▼▼▼

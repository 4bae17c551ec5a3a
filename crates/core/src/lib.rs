pub mod error;
pub mod types;

pub use error::{Error, Result};
pub use types::{
    InterfaceAddress, InterfaceConfig, IpAddress, Ipv4Config, NetConfig, NetConfigBuilder,
    SocketConfig, TcpConfig,
};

▲▲▲

◆ Your goal
Copy down the complete data exactly as supplied.

◆ Answer space
repository 4bae17c551ec5a3a
filename crates/core/src/lib.rs
pub mod error;
pub mod types;

pub use error::{Error, Result};
pub use types::{
    InterfaceAddress, InterfaceConfig, IpAddress, Ipv4Config, NetConfig, NetConfigBuilder,
    SocketConfig, TcpConfig,
};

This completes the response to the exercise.